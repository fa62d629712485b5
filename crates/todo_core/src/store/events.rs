//! Change notification channel for `TodoStore`.
//!
//! # Invariants
//! - Observers are called in subscription order.
//! - Subscription IDs are never reused within one registry.

use crate::model::section::{Section, SectionId};
use crate::model::todo::TodoId;
use serde::Serialize;

/// Change applied to a store. Carries IDs only; read current values from
/// the sections slice handed to the observer.
#[derive(Debug, Clone, PartialEq, Eq, Serialize)]
#[serde(tag = "event", rename_all = "snake_case")]
pub enum StoreEvent {
    SectionAdded {
        section: SectionId,
    },
    TodoAdded {
        section: SectionId,
        todo: TodoId,
    },
    TodoToggled {
        section: SectionId,
        todo: TodoId,
        completed: bool,
    },
    TodosDeleted {
        section: SectionId,
        removed: Vec<TodoId>,
    },
}

impl StoreEvent {
    /// Stable event name used in logs.
    pub fn name(&self) -> &'static str {
        match self {
            Self::SectionAdded { .. } => "section_added",
            Self::TodoAdded { .. } => "todo_added",
            Self::TodoToggled { .. } => "todo_toggled",
            Self::TodosDeleted { .. } => "todos_deleted",
        }
    }

    /// Section touched by this change.
    pub fn section(&self) -> SectionId {
        match self {
            Self::SectionAdded { section }
            | Self::TodoAdded { section, .. }
            | Self::TodoToggled { section, .. }
            | Self::TodosDeleted { section, .. } => *section,
        }
    }
}

/// Handle returned by `subscribe`, used to unsubscribe.
#[derive(Debug, Clone, Copy, PartialEq, Eq, Hash, PartialOrd, Ord)]
pub struct SubscriptionId(u64);

/// Callback invoked after each effective mutation.
pub type Observer = Box<dyn FnMut(&StoreEvent, &[Section])>;

#[derive(Default)]
pub(crate) struct ObserverRegistry {
    next_id: u64,
    observers: Vec<(SubscriptionId, Observer)>,
}

impl ObserverRegistry {
    pub(crate) fn subscribe(&mut self, observer: Observer) -> SubscriptionId {
        let id = SubscriptionId(self.next_id);
        self.next_id += 1;
        self.observers.push((id, observer));
        id
    }

    pub(crate) fn unsubscribe(&mut self, id: SubscriptionId) -> bool {
        let before = self.observers.len();
        self.observers.retain(|(existing, _)| *existing != id);
        self.observers.len() != before
    }

    pub(crate) fn len(&self) -> usize {
        self.observers.len()
    }

    pub(crate) fn notify(&mut self, event: &StoreEvent, sections: &[Section]) {
        for (_, observer) in &mut self.observers {
            observer(event, sections);
        }
    }
}

#[cfg(test)]
mod tests {
    use super::{ObserverRegistry, StoreEvent};
    use crate::model::section::Section;
    use std::cell::RefCell;
    use std::rc::Rc;
    use uuid::Uuid;

    #[test]
    fn notify_runs_observers_in_subscription_order() {
        let calls = Rc::new(RefCell::new(Vec::new()));
        let mut registry = ObserverRegistry::default();
        for tag in ["first", "second"] {
            let calls = Rc::clone(&calls);
            registry.subscribe(Box::new(move |_: &StoreEvent, _: &[Section]| {
                calls.borrow_mut().push(tag)
            }));
        }

        let event = StoreEvent::SectionAdded {
            section: Uuid::new_v4(),
        };
        registry.notify(&event, &[]);
        assert_eq!(*calls.borrow(), vec!["first", "second"]);
    }

    #[test]
    fn unsubscribe_is_reported_once() {
        let mut registry = ObserverRegistry::default();
        let id = registry.subscribe(Box::new(|_: &StoreEvent, _: &[Section]| {}));
        let other = registry.subscribe(Box::new(|_: &StoreEvent, _: &[Section]| {}));
        assert_ne!(id, other);

        assert!(registry.unsubscribe(id));
        assert!(!registry.unsubscribe(id));
        assert_eq!(registry.len(), 1);
    }

    #[test]
    fn event_serializes_with_tag() {
        let section = Uuid::new_v4();
        let json = serde_json::to_value(StoreEvent::SectionAdded { section }).unwrap();
        assert_eq!(json["event"], "section_added");
        assert_eq!(json["section"], section.to_string());
    }
}
//! Section record: a named, ordered group of todos.
//!
//! # Invariants
//! - Section identity is its `id`; equality ignores title and contents.
//! - A section created through `Section::new` holds exactly one placeholder todo.

use crate::model::todo::{Todo, TodoId};
use crate::model::validation::ModelValidationError;
use serde::{Deserialize, Serialize};
use uuid::Uuid;

/// Stable identifier of a section.
pub type SectionId = Uuid;

/// Title of the todo seeded into every new section.
pub const PLACEHOLDER_TODO_TITLE: &str = "new";

/// Named grouping of todo items.
#[derive(Debug, Clone, Serialize, Deserialize)]
pub struct Section {
    /// Stable ID used for every lookup; never reused.
    pub id: SectionId,
    /// Display heading. Any text is accepted, including empty.
    pub title: String,
    /// Todos in display order; positions drive positional deletion.
    pub todos: Vec<Todo>,
}

impl PartialEq for Section {
    fn eq(&self, other: &Self) -> bool {
        self.id == other.id
    }
}

impl Eq for Section {}

impl Section {
    /// Creates a section seeded with one open `"new"` todo.
    pub fn new(title: impl Into<String>) -> Self {
        Self::with_placeholder(title, PLACEHOLDER_TODO_TITLE)
    }

    /// Creates a section seeded with one open todo titled `placeholder`.
    pub fn with_placeholder(title: impl Into<String>, placeholder: impl Into<String>) -> Self {
        Self::with_todos(title, vec![Todo::new(placeholder)])
    }

    /// Creates a section with a generated ID and an explicit todo list.
    pub fn with_todos(title: impl Into<String>, todos: Vec<Todo>) -> Self {
        Self {
            id: Uuid::new_v4(),
            title: title.into(),
            todos,
        }
    }

    /// Creates a section with caller-provided identity.
    ///
    /// # Errors
    /// - `NilId` when `id` is nil.
    /// - `DuplicateId` when two todos in `todos` share an ID.
    pub fn with_id(
        id: SectionId,
        title: impl Into<String>,
        todos: Vec<Todo>,
    ) -> Result<Self, ModelValidationError> {
        if id.is_nil() {
            return Err(ModelValidationError::NilId);
        }
        let section = Self {
            id,
            title: title.into(),
            todos,
        };
        crate::model::validation::validate_sections(std::slice::from_ref(&section))?;
        Ok(section)
    }

    /// Compares ID, title and every todo, unlike `==` which compares IDs only.
    pub fn same_content(&self, other: &Self) -> bool {
        self.id == other.id && self.title == other.title && self.todos == other.todos
    }

    /// Number of todos in this section.
    pub fn len(&self) -> usize {
        self.todos.len()
    }

    /// Whether every todo has been deleted.
    pub fn is_empty(&self) -> bool {
        self.todos.is_empty()
    }

    /// Number of todos marked complete.
    pub fn completed_count(&self) -> usize {
        self.todos.iter().filter(|todo| todo.completed).count()
    }

    /// Finds a todo of this section by ID.
    pub fn todo(&self, id: TodoId) -> Option<&Todo> {
        self.todos.iter().find(|todo| todo.id == id)
    }

    /// Mutable variant of `todo`.
    pub fn todo_mut(&mut self, id: TodoId) -> Option<&mut Todo> {
        self.todos.iter_mut().find(|todo| todo.id == id)
    }

    /// Current position of the todo in display order.
    pub fn position_of(&self, id: TodoId) -> Option<usize> {
        self.todos.iter().position(|todo| todo.id == id)
    }
}

#[cfg(test)]
mod tests {
    use super::{Section, PLACEHOLDER_TODO_TITLE};
    use crate::model::todo::Todo;

    #[test]
    fn new_section_has_single_placeholder_todo() {
        let section = Section::new("Chores");
        assert_eq!(section.title, "Chores");
        assert_eq!(section.len(), 1);
        assert_eq!(section.todos[0].title, PLACEHOLDER_TODO_TITLE);
        assert!(!section.todos[0].completed);
    }

    #[test]
    fn equality_is_by_id_only() {
        let a = Section::with_todos("Same", Vec::new());
        let b = Section::with_todos("Same", Vec::new());
        assert_ne!(a, b);

        let mut renamed = a.clone();
        renamed.title = "Other".to_string();
        renamed.todos.push(Todo::new("extra"));
        assert_eq!(a, renamed);
        assert!(!a.same_content(&renamed));
        assert!(a.same_content(&a.clone()));
    }

    #[test]
    fn lookup_helpers_find_by_id() {
        let first = Todo::new("one");
        let second = Todo::done("two");
        let section = Section::with_todos("s", vec![first.clone(), second.clone()]);

        assert_eq!(section.position_of(second.id), Some(1));
        assert_eq!(section.todo(first.id).map(|t| t.title.as_str()), Some("one"));
        assert_eq!(section.completed_count(), 1);
        assert!(section.todo(uuid::Uuid::new_v4()).is_none());
    }
}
------------------------------------
TASK PROMPT: Copy out, from the material above, each line in which the string "json" is found.

SOLUTION TO THIS TASK:
        let json = serde_json::to_value(StoreEvent::SectionAdded { section }).unwrap();
        assert_eq!(json["event"], "section_added");
        assert_eq!(json["section"], section.to_string());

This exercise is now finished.